Между тем, Смолина особо привлекала жизнь разведчиков на Западе. По роду своей службы, он знал, что они так привыкали к тамошней жизни, что возвращались домой с огромной неохотой, а некоторые даже отказывались возвращаться и скрывались. Смолин ни разу не был за границей — до перестройки это было проблематично, а потом не было денег. А партийная и хозяйственная номенклатура в это же время свободно гуляла за границей, что неудивительно — деньги у неё были.

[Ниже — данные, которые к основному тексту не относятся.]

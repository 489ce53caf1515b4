//! Numeric conversion helpers centralizing safe numeric casts.

use num_traits::cast::cast;

/// Replace NaN and infinities with zero so comparisons stay total.
#[must_use]
pub fn finite_or_zero(value: f64) -> f64 {
    if value.is_finite() { value } else { 0.0 }
}

/// Scale a 32-bit generator state into `[0, size)`.
///
/// Equivalent to `floor((state / 2^32) * size)` evaluated exactly in integers.
#[must_use]
pub fn scale_to_index(state: u64, size: usize) -> usize {
    let size_wide = cast::<usize, u128>(size).unwrap_or(0);
    let scaled = (u128::from(state & 0xFFFF_FFFF) * size_wide) >> 32;
    cast::<u128, usize>(scaled).unwrap_or(0)
}

/// Convert u32 to f64 for averaging; lossless on every supported platform.
#[must_use]
pub fn u32_to_f64(value: u32) -> f64 {
    f64::from(value)
}

/// Round a ratio to a whole percentage, returning 0 for an empty denominator.
#[must_use]
pub fn rounded_percentage(numerator: u32, denominator: u32) -> u32 {
    if denominator == 0 {
        return 0;
    }
    let pct = (u32_to_f64(numerator) / u32_to_f64(denominator)) * 100.0;
    cast::<f64, u32>(pct.round()).unwrap_or(0)
}
//! Immutable entity catalog loaded once per process.
use serde::{Deserialize, Deserializer, Serialize};
use std::collections::HashMap;
use std::fmt;
use thiserror::Error;

use crate::constants::{DEFAULT_SUGGESTION_LIMIT, FALLBACK_CLASSIFICATION};

const BUNDLED_CATALOG: &str = include_str!("../assets/catalog.json");

/// One guessable catalog item.
#[derive(Debug, Clone, PartialEq, Serialize, Deserialize)]
pub struct Entity {
    #[serde(default)]
    pub name: String,
    #[serde(default, alias = "type1")]
    pub primary_category: String,
    #[serde(
        default,
        alias = "type2",
        deserialize_with = "blank_as_none",
        skip_serializing_if = "Option::is_none"
    )]
    pub secondary_category: Option<String>,
    #[serde(default, alias = "pokedex_number", deserialize_with = "null_as_zero_u32")]
    pub sequence_number: u32,
    #[serde(default = "default_classification", alias = "classfication")]
    pub classification: String,
    #[serde(default, alias = "height_m", deserialize_with = "null_as_zero_f64")]
    pub height: f64,
    #[serde(default, alias = "weight_kg", deserialize_with = "null_as_zero_f64")]
    pub mass: f64,
    #[serde(default, skip_serializing_if = "Option::is_none")]
    pub generation: Option<u8>,
    #[serde(default, alias = "is_legendary", deserialize_with = "flag")]
    pub legendary: bool,
}

fn default_classification() -> String {
    FALLBACK_CLASSIFICATION.to_string()
}

fn blank_as_none<'de, D>(deserializer: D) -> Result<Option<String>, D::Error>
where
    D: Deserializer<'de>,
{
    let raw = Option::<String>::deserialize(deserializer)?;
    Ok(raw.filter(|s| !s.trim().is_empty()))
}

fn null_as_zero_f64<'de, D>(deserializer: D) -> Result<f64, D::Error>
where
    D: Deserializer<'de>,
{
    Ok(Option::<f64>::deserialize(deserializer)?.unwrap_or_default())
}

fn null_as_zero_u32<'de, D>(deserializer: D) -> Result<u32, D::Error>
where
    D: Deserializer<'de>,
{
    Ok(Option::<u32>::deserialize(deserializer)?.unwrap_or_default())
}

/// Accepts `true`/`false` as well as the `0`/`1` integers older exports use.
fn flag<'de, D>(deserializer: D) -> Result<bool, D::Error>
where
    D: Deserializer<'de>,
{
    #[derive(Deserialize)]
    #[serde(untagged)]
    enum Flag {
        Bool(bool),
        Int(i64),
    }

    Ok(match Option::<Flag>::deserialize(deserializer)? {
        Some(Flag::Bool(value)) => value,
        Some(Flag::Int(value)) => value != 0,
        None => false,
    })
}

impl Default for Entity {
    fn default() -> Self {
        Self {
            name: String::new(),
            primary_category: String::new(),
            secondary_category: None,
            sequence_number: 0,
            classification: default_classification(),
            height: 0.0,
            mass: 0.0,
            generation: None,
            legendary: false,
        }
    }
}

impl Entity {
    #[must_use]
    pub fn new(name: impl Into<String>) -> Self {
        Self {
            name: name.into(),
            ..Self::default()
        }
    }

    #[must_use]
    pub fn with_categories(mut self, primary: impl Into<String>, secondary: Option<&str>) -> Self {
        self.primary_category = primary.into();
        self.secondary_category = secondary
            .filter(|s| !s.trim().is_empty())
            .map(str::to_string);
        self
    }

    #[must_use]
    pub const fn with_sequence(mut self, sequence_number: u32) -> Self {
        self.sequence_number = sequence_number;
        self
    }

    #[must_use]
    pub fn with_classification(mut self, classification: impl Into<String>) -> Self {
        self.classification = classification.into();
        self
    }

    #[must_use]
    pub const fn with_measurements(mut self, height: f64, mass: f64) -> Self {
        self.height = height;
        self.mass = mass;
        self
    }

    /// Lookup key: trimmed and lowercased name.
    #[must_use]
    pub fn key(&self) -> String {
        name_key(&self.name)
    }

    #[must_use]
    pub fn same_name(&self, other: &str) -> bool {
        self.key() == name_key(other)
    }

    /// Categories joined the way they are shown to players, e.g. `Grass/Poison`.
    #[must_use]
    pub fn category_label(&self) -> String {
        match &self.secondary_category {
            Some(secondary) => format!("{}/{secondary}", self.primary_category),
            None => self.primary_category.clone(),
        }
    }
}

impl fmt::Display for Entity {
    fn fmt(&self, f: &mut fmt::Formatter<'_>) -> fmt::Result {
        f.write_str(&self.name)
    }
}

#[must_use]
pub fn name_key(name: &str) -> String {
    name.trim().to_lowercase()
}

/// Reasons a catalog cannot be used. All of them block gameplay.
#[derive(Debug, Error)]
pub enum CatalogError {
    #[error("catalog could not be parsed: {0}")]
    Parse(#[from] serde_json::Error),
    #[error("catalog contains no entities")]
    Empty,
    #[error("catalog entity at position {position} has a blank name")]
    BlankName { position: usize },
    #[error("catalog lists '{name}' more than once")]
    DuplicateName { name: String },
}

/// Ordered, immutable list of entities with case-insensitive name lookup.
#[derive(Debug, Clone, PartialEq)]
pub struct Catalog {
    entities: Vec<Entity>,
    by_name: HashMap<String, usize>,
}

impl Catalog {
    /// Build a catalog from already-parsed entities.
    ///
    /// # Errors
    ///
    /// Returns an error if the list is empty, a name is blank, or a name repeats.
    pub fn from_entities(entities: Vec<Entity>) -> Result<Self, CatalogError> {
        if entities.is_empty() {
            return Err(CatalogError::Empty);
        }
        let mut by_name = HashMap::with_capacity(entities.len());
        for (position, entity) in entities.iter().enumerate() {
            let key = entity.key();
            if key.is_empty() {
                return Err(CatalogError::BlankName { position });
            }
            if by_name.insert(key, position).is_some() {
                return Err(CatalogError::DuplicateName {
                    name: entity.name.clone(),
                });
            }
        }
        Ok(Self { entities, by_name })
    }

    /// Load a catalog from a JSON array of entity records.
    ///
    /// # Errors
    ///
    /// Returns an error if the JSON is malformed or the entities fail validation.
    pub fn from_json(json: &str) -> Result<Self, CatalogError> {
        let entities: Vec<Entity> = serde_json::from_str(json)?;
        Self::from_entities(entities)
    }

    /// Catalog compiled into the crate.
    ///
    /// # Errors
    ///
    /// Returns an error if the bundled asset fails validation.
    pub fn bundled() -> Result<Self, CatalogError> {
        Self::from_json(BUNDLED_CATALOG)
    }

    #[must_use]
    pub fn len(&self) -> usize {
        self.entities.len()
    }

    #[must_use]
    pub fn is_empty(&self) -> bool {
        self.entities.is_empty()
    }

    #[must_use]
    pub fn get(&self, index: usize) -> Option<&Entity> {
        self.entities.get(index)
    }

    #[must_use]
    pub fn entities(&self) -> &[Entity] {
        &self.entities
    }

    pub fn iter(&self) -> std::slice::Iter<'_, Entity> {
        self.entities.iter()
    }

    /// Case-insensitive exact lookup; surrounding whitespace is ignored.
    #[must_use]
    pub fn find(&self, name: &str) -> Option<&Entity> {
        self.position_of(name).and_then(|idx| self.entities.get(idx))
    }

    #[must_use]
    pub fn position_of(&self, name: &str) -> Option<usize> {
        self.by_name.get(&name_key(name)).copied()
    }

    /// Names containing `term` (case-insensitive), in catalog order.
    #[must_use]
    pub fn suggest(&self, term: &str, limit: Option<usize>) -> Vec<&Entity> {
        let needle = name_key(term);
        if needle.is_empty() {
            return Vec::new();
        }
        self.entities
            .iter()
            .filter(|entity| entity.key().contains(&needle))
            .take(limit.unwrap_or(DEFAULT_SUGGESTION_LIMIT))
            .collect()
    }
}

impl<'a> IntoIterator for &'a Catalog {
    type Item = &'a Entity;
    type IntoIter = std::slice::Iter<'a, Entity>;

    fn into_iter(self) -> Self::IntoIter {
        self.iter()
    }
}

Он точно знал, насколько она срослась с теневой экономикой — лично знал офицеров, которые пострадали при исполнении своих служебных обязанностей: номенклатура рассматривала любое посягательство на мафию, как посягательство на великую партию Ленина. Через их словоблудие прорваться было невозможно, и очевидные факты просто игнорировались. Работать приходилось как на минном поле: непонятно от кого надо было защищать государство, которое разваливали сами же партийные функционеры. Неясно было, где заканчивалась партия и начиналась мафия. Но сейчас у него, благодаря Дёмину, есть и возможность и деньги, чтобы покуролесить на заграничных курортах, но нет времени. После этой командировки он обязательно съездит в Париж, в Ниццу, ещё куда-нибудь, почувствует сладость цивилизованной жизни! Придут коммунисты, и снова наступят мрачные времена, поэтому надо сейчас нагуляться, надышаться, пожить. Так что он хоть и понимал неизбежность прихода к власти коммунистов, но хотелось бы, чтобы это было не скоро.